Les raisons de Breuil sont épistémologiques, le postérieur dépendant de l'antérieur. les raisons d'Augustin sont métaphysiques, l'éternité, qui est toute en même temps, se développant dans la succession du temps. Mais ce sont d'une certaine façon des raisons semblables qui cernent de différents côtés un phénomène identique, celui du temps qui littéralement constitue notre être non rachetée par le Christ.

Il ne s'agit pas de prétendre que la matière aurait en elle-même la capacité de s'autoproduire en s'organisant d'elle-même. C'est bien l'esprit qui organise la matière. Mais il reste vrai que seul l'éternité échappe à l'histoire et seul l'infini est hors du temps.

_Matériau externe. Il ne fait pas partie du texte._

use crate::models::TelemetryRecord;
use crate::repository::MetricsRepository;
use chrono::{DateTime, Utc};
use std::sync::atomic::{AtomicU64, Ordering};
use std::sync::Arc;
use std::time::Duration;
use tokio::sync::mpsc;
use tokio::task::JoinHandle;
use tokio_util::sync::CancellationToken;

/// Ceiling for writing out queued batches once shutdown has begun.
pub const DRAIN_TIMEOUT: Duration = Duration::from_secs(3);

/// Base for the writer's linearly increasing retry backoff (1s, 2s, 3s, ...).
pub const RETRY_BACKOFF: Duration = Duration::from_secs(1);

#[derive(Debug, Clone)]
pub struct RetryPolicy {
    pub max_retries: u32,
    pub backoff: Duration,
}

/// Counters shared between the queue handle, the writer and the store.
#[derive(Debug, Default)]
pub struct FlushStats {
    pub pending_items: AtomicU64,
    pub dropped_batches: AtomicU64,
    pub total_db_writes: AtomicU64,
    pub total_db_write_errors: AtomicU64,
    pub fatal_write_errors: AtomicU64,
    last_flush_unix_ms: AtomicU64,
}

impl FlushStats {
    pub fn new() -> Self {
        Self::default()
    }

    fn mark_flush(&self) {
        let now = Utc::now().timestamp_millis().max(0) as u64;
        self.last_flush_unix_ms.store(now, Ordering::Relaxed);
    }

    pub fn last_flush(&self) -> Option<DateTime<Utc>> {
        let ms = self.last_flush_unix_ms.load(Ordering::Relaxed);
        if ms == 0 {
            return None;
        }
        DateTime::from_timestamp_millis(ms as i64)
    }
}

/// Producer side of the bounded flush queue.
///
/// Enqueueing never blocks: when the queue is full the batch is dropped and
/// counted. The cache already holds the freshest view at that point, so
/// losing historical rows is preferred over stalling ingestion.
#[derive(Clone)]
pub struct FlushQueue {
    tx: mpsc::Sender<Vec<TelemetryRecord>>,
    stats: Arc<FlushStats>,
}

impl FlushQueue {
    pub fn new(
        capacity: usize,
        stats: Arc<FlushStats>,
    ) -> (Self, mpsc::Receiver<Vec<TelemetryRecord>>) {
        let (tx, rx) = mpsc::channel(capacity.max(1));
        (Self { tx, stats }, rx)
    }

    /// Returns false when the batch was dropped because the queue is full.
    pub fn enqueue(&self, batch: Vec<TelemetryRecord>) -> bool {
        if batch.is_empty() {
            return true;
        }
        let len = batch.len() as u64;
        match self.tx.try_send(batch) {
            Ok(()) => {
                self.stats.pending_items.fetch_add(len, Ordering::Relaxed);
                true
            }
            Err(mpsc::error::TrySendError::Full(batch)) => {
                self.stats.dropped_batches.fetch_add(1, Ordering::Relaxed);
                tracing::warn!(
                    records = batch.len(),
                    "flush queue is full, dropping telemetry batch"
                );
                false
            }
            Err(mpsc::error::TrySendError::Closed(batch)) => {
                self.stats.dropped_batches.fetch_add(1, Ordering::Relaxed);
                tracing::warn!(
                    records = batch.len(),
                    "flush queue is closed, dropping telemetry batch"
                );
                false
            }
        }
    }
}

/// Spawns the single drain loop that moves queued batches into the
/// repository. Adjacent batches are merged up to the soft `batch_size` row
/// target before each write.
pub fn spawn_writer(
    repository: Arc<dyn MetricsRepository>,
    mut rx: mpsc::Receiver<Vec<TelemetryRecord>>,
    stats: Arc<FlushStats>,
    batch_size: usize,
    retry: RetryPolicy,
    cancel: CancellationToken,
) -> JoinHandle<()> {
    tokio::spawn(async move {
        loop {
            tokio::select! {
                _ = cancel.cancelled() => {
                    drain(&*repository, &mut rx, &stats).await;
                    return;
                }
                batch = rx.recv() => {
                    let Some(mut records) = batch else {
                        return;
                    };
                    stats
                        .pending_items
                        .fetch_sub(records.len() as u64, Ordering::Relaxed);

                    while records.len() < batch_size {
                        match rx.try_recv() {
                            Ok(next) => {
                                stats
                                    .pending_items
                                    .fetch_sub(next.len() as u64, Ordering::Relaxed);
                                records.extend(next);
                            }
                            Err(_) => break,
                        }
                    }

                    write_with_retry(&*repository, &records, &retry, &stats, &cancel).await;
                }
            }
        }
    })
}

async fn write_with_retry(
    repository: &dyn MetricsRepository,
    records: &[TelemetryRecord],
    retry: &RetryPolicy,
    stats: &FlushStats,
    cancel: &CancellationToken,
) {
    let attempts = retry.max_retries.max(1);
    for attempt in 1..=attempts {
        match repository.bulk_insert(records).await {
            Ok(()) => {
                stats
                    .total_db_writes
                    .fetch_add(records.len() as u64, Ordering::Relaxed);
                stats.mark_flush();
                tracing::debug!(records = records.len(), attempt, "flushed telemetry batch");
                return;
            }
            Err(err) => {
                stats.total_db_write_errors.fetch_add(1, Ordering::Relaxed);
                if !err.is_retryable() {
                    stats.fatal_write_errors.fetch_add(1, Ordering::Relaxed);
                    tracing::error!(
                        records = records.len(),
                        error = %err,
                        "dropping batch after fatal database error"
                    );
                    return;
                }
                if attempt == attempts {
                    tracing::error!(
                        records = records.len(),
                        attempts,
                        error = %err,
                        "giving up on batch after exhausting retries"
                    );
                    return;
                }

                let backoff = retry.backoff * attempt;
                tracing::warn!(
                    attempt,
                    max_attempts = attempts,
                    backoff_ms = backoff.as_millis() as u64,
                    error = %err,
                    "database write failed, retrying"
                );
                tokio::select! {
                    _ = cancel.cancelled() => {
                        tracing::warn!(records = records.len(), "retry aborted by shutdown");
                        return;
                    }
                    _ = tokio::time::sleep(backoff) => {}
                }
            }
        }
    }
}

/// Best-effort write-out of whatever is still queued, bounded by
/// `DRAIN_TIMEOUT`. Anything that cannot be written in time is reported and
/// lost.
async fn drain(
    repository: &dyn MetricsRepository,
    rx: &mut mpsc::Receiver<Vec<TelemetryRecord>>,
    stats: &FlushStats,
) {
    let deadline = tokio::time::Instant::now() + DRAIN_TIMEOUT;
    let mut written: usize = 0;
    let mut lost: usize = 0;

    while let Ok(batch) = rx.try_recv() {
        stats
            .pending_items
            .fetch_sub(batch.len() as u64, Ordering::Relaxed);

        if tokio::time::Instant::now() >= deadline {
            lost += batch.len();
            continue;
        }

        match tokio::time::timeout_at(deadline, repository.bulk_insert(&batch)).await {
            Ok(Ok(())) => {
                written += batch.len();
                stats
                    .total_db_writes
                    .fetch_add(batch.len() as u64, Ordering::Relaxed);
                stats.mark_flush();
            }
            Ok(Err(err)) => {
                lost += batch.len();
                stats.total_db_write_errors.fetch_add(1, Ordering::Relaxed);
                tracing::warn!(error = %err, "failed to flush batch during shutdown");
            }
            Err(_) => {
                lost += batch.len();
                tracing::warn!(records = batch.len(), "drain deadline hit mid-write");
            }
        }
    }

    if lost > 0 {
        tracing::warn!(written, lost, "flush queue drained during shutdown");
    } else if written > 0 {
        tracing::info!(written, "flush queue drained during shutdown");
    }
}

#[cfg(test)]
mod tests {
    use super::*;
    use crate::test_support::MemoryRepository;
    use chrono::Utc;
    use std::time::Instant;

    fn record(switch_id: &str, bandwidth: f64) -> TelemetryRecord {
        TelemetryRecord {
            switch_id: switch_id.to_string(),
            timestamp: Utc::now(),
            bandwidth_mbps: bandwidth,
            latency_ms: 1.0,
            packet_errors: 0,
            utilization_pct: 50.0,
            temperature_c: 40.0,
            created_at: None,
        }
    }

    fn fast_retry() -> RetryPolicy {
        RetryPolicy {
            max_retries: 3,
            backoff: Duration::from_millis(10),
        }
    }

    async fn wait_until(mut check: impl FnMut() -> bool) {
        let deadline = Instant::now() + Duration::from_secs(2);
        while !check() {
            assert!(Instant::now() < deadline, "condition not reached in time");
            tokio::time::sleep(Duration::from_millis(5)).await;
        }
    }

    #[tokio::test]
    async fn full_queue_drops_without_blocking() {
        let stats = Arc::new(FlushStats::new());
        let (queue, _rx) = FlushQueue::new(1, stats.clone());

        assert!(queue.enqueue(vec![record("sw-01", 1.0)]));

        // No consumer is running, so the second enqueue must drop instantly
        // instead of back-pressuring the caller.
        let started = Instant::now();
        assert!(!queue.enqueue(vec![record("sw-02", 2.0)]));
        assert!(started.elapsed() < Duration::from_millis(50));

        assert_eq!(stats.dropped_batches.load(Ordering::Relaxed), 1);
        assert_eq!(stats.pending_items.load(Ordering::Relaxed), 1);
    }

    #[tokio::test]
    async fn writer_persists_queued_batches() {
        let repo = Arc::new(MemoryRepository::new());
        let stats = Arc::new(FlushStats::new());
        let (queue, rx) = FlushQueue::new(16, stats.clone());
        let cancel = CancellationToken::new();
        let _writer = spawn_writer(
            repo.clone(),
            rx,
            stats.clone(),
            100,
            fast_retry(),
            cancel.clone(),
        );

        queue.enqueue(vec![record("sw-01", 1.0), record("sw-02", 2.0)]);

        let repo_check = repo.clone();
        wait_until(move || repo_check.record_count() == 2).await;
        assert_eq!(stats.total_db_writes.load(Ordering::Relaxed), 2);
        assert_eq!(stats.pending_items.load(Ordering::Relaxed), 0);
        assert!(stats.last_flush().is_some());
    }

    // A transient failure sequence followed by success writes the batch
    // exactly once, within the configured number of attempts.
    #[tokio::test]
    async fn transient_errors_are_retried_to_convergence() {
        let repo = Arc::new(MemoryRepository::new());
        repo.fail_transient(2);
        let stats = Arc::new(FlushStats::new());
        let (queue, rx) = FlushQueue::new(16, stats.clone());
        let cancel = CancellationToken::new();
        let _writer = spawn_writer(
            repo.clone(),
            rx,
            stats.clone(),
            100,
            fast_retry(),
            cancel.clone(),
        );

        queue.enqueue(vec![record("sw-01", 1.0)]);

        let repo_check = repo.clone();
        wait_until(move || repo_check.record_count() == 1).await;
        assert_eq!(repo.bulk_attempts(), 3);
        assert_eq!(stats.total_db_writes.load(Ordering::Relaxed), 1);
        assert_eq!(stats.total_db_write_errors.load(Ordering::Relaxed), 2);
        assert_eq!(stats.fatal_write_errors.load(Ordering::Relaxed), 0);
    }

    #[tokio::test]
    async fn fatal_errors_skip_the_batch_without_retry() {
        let repo = Arc::new(MemoryRepository::new());
        repo.fail_fatal(true);
        let stats = Arc::new(FlushStats::new());
        let (queue, rx) = FlushQueue::new(16, stats.clone());
        let cancel = CancellationToken::new();
        let _writer = spawn_writer(
            repo.clone(),
            rx,
            stats.clone(),
            100,
            fast_retry(),
            cancel.clone(),
        );

        queue.enqueue(vec![record("sw-01", 1.0)]);

        let stats_check = stats.clone();
        wait_until(move || stats_check.fatal_write_errors.load(Ordering::Relaxed) == 1).await;
        assert_eq!(repo.bulk_attempts(), 1);
        assert_eq!(repo.record_count(), 0);
        assert_eq!(stats.total_db_writes.load(Ordering::Relaxed), 0);
    }

    #[tokio::test]
    async fn cancellation_drains_remaining_batches() {
        let repo = Arc::new(MemoryRepository::new());
        let stats = Arc::new(FlushStats::new());
        let (queue, rx) = FlushQueue::new(16, stats.clone());
        let cancel = CancellationToken::new();

        // Queue before the writer starts so the batches are pending at
        // cancellation time.
        queue.enqueue(vec![record("sw-01", 1.0)]);
        queue.enqueue(vec![record("sw-02", 2.0)]);

        let writer = spawn_writer(
            repo.clone(),
            rx,
            stats.clone(),
            100,
            fast_retry(),
            cancel.clone(),
        );
        cancel.cancel();
        writer.await.unwrap();

        assert_eq!(repo.record_count(), 2);
        assert_eq!(stats.pending_items.load(Ordering::Relaxed), 0);
    }
}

Il faut être Baudelaire - un immense artiste - pour écrire : "Je hais le mouvement qui dépace les lignes". En tant qu'artiste, parfois, ses ailes de géant, même si elles l'empêchait de marcher, le portait à l'Infini. Et il pouvait, à partir de là, haïr le mouvement Mais nous... Nous ne pouvons pas haïr le mouvement puisque ce mouvement nous constitue. Le nier, c'est s'autodétruire.

Dans cette perspective ontologique et épistémologique, l'évolution ou l'évolutionnisme (il faudrait donner un sens à ces deux termes de manière plus précise que ne le fait Breuil), c'est l'histoire de la création, l'histoire du déploiement de l'Infini dans le fini. Pourquoi s'étonner si cela prend du temps, l'infini dans le fini ? C'est presque une tautologie que d'écrire cela. L'infini ne peut se déverser dans le fini que moyennant du temps. Beaucoup de temps. Il faudrait même dire : un temps infini si l'infini se déversait "tout entier" dans le fini. Mais c'est impossible. Le fini et l'Infini ne sont pas deux réalités du même ordre. En attendant le mouvement est la seule ressource que nous ayons pour nous mettre en marche vers l'Infini. Qu'est-ce qu'une conversion sinon une transformation radicale de nous-mêmes ? Le changement ultime, celui qui nous branche sur Dieu. En cela au moins, Teilhard n'avait sans doute pas tout à fait tort.

3 commentaires:

  1. Une "échelle de succession des êtres", cette recherche n'a pas commencé avec l'évolutionnisme, elle a couru depuis l'Antiquité et avec plus de densité tout au long du Moyen age, a changé l'ordre hiérarchique de ses objets avec les naturalistes, d'autant plus chère à la recherche chrétienne que la forme de "l'échelle" rappelait celle de l'arbre, au centre du premier jardin, sous les deux espèces de l'arbre de la connaissance et de l'arbre de vie (lire à ce propos l'ouvrage de Laura bossi, "Histoire naturelle de l'âme").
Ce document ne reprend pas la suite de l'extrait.